Work required:
Instruction for the data below: set down exactly the lines from the line with "distributed with this" to the line with "fn read_buf(&mut self, buf: &mut", inclusive, and no others.

Records for processing:

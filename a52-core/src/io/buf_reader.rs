// A52
// Copyright (c) 2026 The Project A52 Developers.
//
// This Source Code Form is subject to the terms of the Mozilla Public
// License, v. 2.0. If a copy of the MPL was not distributed with this
// file, You can obtain one at https://mozilla.org/MPL/2.0/.

use std::cmp;
use std::io;

use super::{FiniteStream, ReadBytes};

#[inline(always)]
fn underrun_error<T>() -> io::Result<T> {
    Err(io::Error::new(io::ErrorKind::UnexpectedEof, "buffer underrun"))
}

/// Reads bytes out of a borrowed slice, e.g. a frame already held in memory.
pub struct BufReader<'a> {
    buf: &'a [u8],
    pos: usize,
}

impl<'a> BufReader<'a> {
    /// Starts reading at the beginning of `buf`.
    pub fn new(buf: &'a [u8]) -> Self {
        BufReader { buf, pos: 0 }
    }

    /// The unread tail of the slice.
    pub fn remaining(&self) -> &'a [u8] {
        &self.buf[self.pos..]
    }
}

impl ReadBytes for BufReader<'_> {
    #[inline(always)]
    fn read_byte(&mut self) -> io::Result<u8> {
        if self.buf.len() - self.pos < 1 {
            return underrun_error();
        }

        self.pos += 1;
        Ok(self.buf[self.pos - 1])
    }

    #[inline(always)]
    fn read_double_bytes(&mut self) -> io::Result<[u8; 2]> {
        if self.buf.len() - self.pos < 2 {
            return underrun_error();
        }

        let bytes = [self.buf[self.pos], self.buf[self.pos + 1]];
        self.pos += 2;

        Ok(bytes)
    }

    fn read_buf(&mut self, buf: &mut [u8]) -> io::Result<usize> {
        let len = cmp::min(self.buf.len() - self.pos, buf.len());
        buf[..len].copy_from_slice(&self.buf[self.pos..self.pos + len]);
        self.pos += len;

        Ok(len)
    }

    fn ignore_bytes(&mut self, count: u64) -> io::Result<()> {
        if ((self.buf.len() - self.pos) as u64) < count {
            return underrun_error();
        }

        self.pos += count as usize;
        Ok(())
    }

    #[inline(always)]
    fn pos(&self) -> u64 {
        self.pos as u64
    }
}

impl FiniteStream for BufReader<'_> {
    #[inline(always)]
    fn byte_len(&self) -> u64 {
        self.buf.len() as u64
    }

    #[inline(always)]
    fn bytes_read(&self) -> u64 {
        self.pos as u64
    }

    #[inline(always)]
    fn bytes_available(&self) -> u64 {
        (self.buf.len() - self.pos) as u64
    }
}

#[cfg(test)]
mod tests {
    use super::*;

    #[test]
    fn verify_buf_reader() {
        let data = [0x0b, 0x77, 0x01, 0x02, 0x03];
        let mut reader = BufReader::new(&data);

        assert_eq!(reader.read_be_u16().unwrap(), 0x0b77);
        assert_eq!(reader.pos(), 2);
        reader.ignore_bytes(1).unwrap();
        assert_eq!(reader.remaining(), &[0x02, 0x03]);

        let mut buf = [0u8; 4];
        assert_eq!(reader.read_buf(&mut buf).unwrap(), 2);
        assert_eq!(reader.bytes_available(), 0);

        let err = reader.read_byte().unwrap_err();
        assert_eq!(err.kind(), io::ErrorKind::UnexpectedEof);
    }
}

Your response:
// License, v. 2.0. If a copy of the MPL was not distributed with this
// file, You can obtain one at https://mozilla.org/MPL/2.0/.

use std::cmp;
use std::io;

use super::{FiniteStream, ReadBytes};

#[inline(always)]
fn underrun_error<T>() -> io::Result<T> {
    Err(io::Error::new(io::ErrorKind::UnexpectedEof, "buffer underrun"))
}

/// Reads bytes out of a borrowed slice, e.g. a frame already held in memory.
pub struct BufReader<'a> {
    buf: &'a [u8],
    pos: usize,
}

impl<'a> BufReader<'a> {
    /// Starts reading at the beginning of `buf`.
    pub fn new(buf: &'a [u8]) -> Self {
        BufReader { buf, pos: 0 }
    }

    /// The unread tail of the slice.
    pub fn remaining(&self) -> &'a [u8] {
        &self.buf[self.pos..]
    }
}

impl ReadBytes for BufReader<'_> {
    #[inline(always)]
    fn read_byte(&mut self) -> io::Result<u8> {
        if self.buf.len() - self.pos < 1 {
            return underrun_error();
        }

        self.pos += 1;
        Ok(self.buf[self.pos - 1])
    }

    #[inline(always)]
    fn read_double_bytes(&mut self) -> io::Result<[u8; 2]> {
        if self.buf.len() - self.pos < 2 {
            return underrun_error();
        }

        let bytes = [self.buf[self.pos], self.buf[self.pos + 1]];
        self.pos += 2;

        Ok(bytes)
    }

    fn read_buf(&mut self, buf: &mut [u8]) -> io::Result<usize> {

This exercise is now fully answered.